JDK 21 released

[Posted September 19, 2023 by corbet]

JDK 21, the reference implementation of the Java 21 language specification, has been released. "This release includes fifteen JEPs [1], including the final versions of Record Patterns (440), Pattern Matching for switch (441), and Virtual Threads (444)".

JDK 21 released

Posted Sep 20, 2023 2:07 UTC (Wed) by calumapplepie (guest, #143655) [Link] (23 responses)

Virtual Threads is big; it gives Java a modern concurrency tool

JDK 21 released

Posted Sep 20, 2023 7:55 UTC (Wed) by vasvir (subscriber, #92389) [Link] (21 responses)

I agree but I just can't seem to stop having a weird feeling of a deja vu conundrum.

In several languages, even in java there were green threads pre 1.2. Do you remember the M:N discussions in early 200x?

Now looks we have more variants everywhere: system threads, green threads, fibers, co-routines and even async models of execution (js).

JDK 21 released

Posted Sep 20, 2023 12:45 UTC (Wed) by paulj (subscriber, #341) [Link] (2 responses)
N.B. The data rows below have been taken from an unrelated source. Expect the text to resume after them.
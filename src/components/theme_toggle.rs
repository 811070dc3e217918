//! Theme Toggle Component
//!
//! Flips the light/dark preference and persists it. Independent of
//! session and network state.

use leptos::prelude::*;

use crate::storage::LocalStore;
use crate::theme::{self, Theme};

#[component]
pub fn ThemeToggle() -> impl IntoView {
    let (current, set_current) = signal(theme::load_theme(&LocalStore));

    let toggle = move |_| {
        let next = current.get().toggled();
        theme::apply_theme(next);
        theme::store_theme(&LocalStore, next);
        set_current.set(next);
    };

    view! {
        <button class="theme-toggle" on:click=toggle>
            {move || match current.get() {
                Theme::Light => "Dark Mode",
                Theme::Dark => "Light Mode",
            }}
        </button>
    }
}
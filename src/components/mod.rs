//! UI Components
//!
//! One Leptos component per file.

mod board_panel;
mod login_form;
mod new_task_form;
mod register_form;
mod session_bar;
mod task_item;
mod task_panel;
mod theme_toggle;

pub use board_panel::BoardPanel;
pub use login_form::LoginForm;
pub use new_task_form::NewTaskForm;
pub use register_form::RegisterForm;
pub use session_bar::SessionBar;
pub use task_item::TaskItem;
pub use task_panel::TaskPanel;
pub use theme_toggle::ThemeToggle;
//! Theme Preference
//!
//! A two-valued display preference persisted independently of the
//! session. Applied as a `dark-theme` class on `<body>`; works with no
//! network and no authentication.

use crate::storage::{KeyValueStore, THEME_KEY};

#[derive(Debug, Clone, Copy, PartialEq, Eq, Default)]
pub enum Theme {
    #[default]
    Light,
    Dark,
}

impl Theme {
    pub fn as_str(&self) -> &'static str {
        match self {
            Theme::Light => "light",
            Theme::Dark => "dark",
        }
    }

    /// Only the exact stored value "dark" selects the dark theme;
    /// anything else (including absence) is light.
    pub fn from_stored(value: Option<&str>) -> Self {
        match value {
            Some("dark") => Theme::Dark,
            _ => Theme::Light,
        }
    }

    pub fn toggled(self) -> Self {
        match self {
            Theme::Light => Theme::Dark,
            Theme::Dark => Theme::Light,
        }
    }
}

pub fn load_theme(store: &impl KeyValueStore) -> Theme {
    Theme::from_stored(store.get(THEME_KEY).as_deref())
}

pub fn store_theme(store: &impl KeyValueStore, theme: Theme) {
    store.set(THEME_KEY, theme.as_str());
}

/// Sets or clears the `dark-theme` class on `<body>`.
pub fn apply_theme(theme: Theme) {
    if let Some(body) = web_sys::window()
        .and_then(|w| w.document())
        .and_then(|d| d.body())
    {
        let classes = body.class_list();
        let _ = match theme {
            Theme::Dark => classes.add_1("dark-theme"),
            Theme::Light => classes.remove_1("dark-theme"),
        };
    }
}

#[cfg(test)]
mod tests {
    use super::*;
    use crate::storage::MemoryStore;

    #[test]
    fn test_from_stored() {
        assert_eq!(Theme::from_stored(Some("dark")), Theme::Dark);
        assert_eq!(Theme::from_stored(Some("light")), Theme::Light);
        assert_eq!(Theme::from_stored(Some("blue")), Theme::Light);
        assert_eq!(Theme::from_stored(None), Theme::Light);
    }

    #[test]
    fn test_persists_across_reload() {
        let store = MemoryStore::default();
        store_theme(&store, Theme::Dark);

        // A fresh read sees the persisted preference
        assert_eq!(load_theme(&store), Theme::Dark);

        store_theme(&store, load_theme(&store).toggled());
        assert_eq!(load_theme(&store), Theme::Light);
    }

    #[test]
    fn test_toggle_round_trip() {
        assert_eq!(Theme::Light.toggled(), Theme::Dark);
        assert_eq!(Theme::Dark.toggled().toggled(), Theme::Dark);
    }
}
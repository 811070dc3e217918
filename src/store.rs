//! Global Application State Store
//!
//! Uses Leptos reactive_stores for fine-grained reactivity. The store
//! only holds the last fetched copies of server-owned lists; the server
//! stays authoritative and every mutation refetches.

use leptos::prelude::*;
use reactive_stores::Store;

use crate::models::{Board, Task};

/// Global application state with field-level reactivity
#[derive(Clone, Debug, Default, Store)]
pub struct AppState {
    /// Boards as last fetched
    pub boards: Vec<Board>,
    /// Tasks for the selected board as last fetched
    pub tasks: Vec<Task>,
    /// Email of the validated user, None while unauthenticated
    pub user_email: Option<String>,
}

/// Type alias for the store
pub type AppStore = Store<AppState>;

/// Get the app store from context
pub fn use_app_store() -> AppStore {
    expect_context::<AppStore>()
}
It is funny indeed. I'm /very/ sure there were many debates inside Sun Microsystems even on the best threading model for Solaris, motivated in great part by the JVM. I think Solaris even did have an M:N thread model for a while, with M threads in libc mapped onto N OS threads. It was complex and problematic, and eventually removed, cause it was just simpler and more efficient (and less buggy!) to just have /1/ thread management system (scheduler, etc.) in the OS.

JDK 21 released

Posted Sep 20, 2023 14:13 UTC (Wed) by nim-nim (subscriber, #34454) [Link] (1 responses)

> I'm /very/ sure there were many debates inside Sun Microsystems even
> on the best threading model for Solaris, motivated in great part by the JVM.

I’m quite sure there were many such debates, and I’m quite sure they were not motivated by the JVM.

There was a lot of bad blood and turf wars between Solaris engineers and Java engineers at SUN, that explain why “write once run everywhere” quickly degenerated into “pathologically unable to integrate with any system service, especially Unix-side”.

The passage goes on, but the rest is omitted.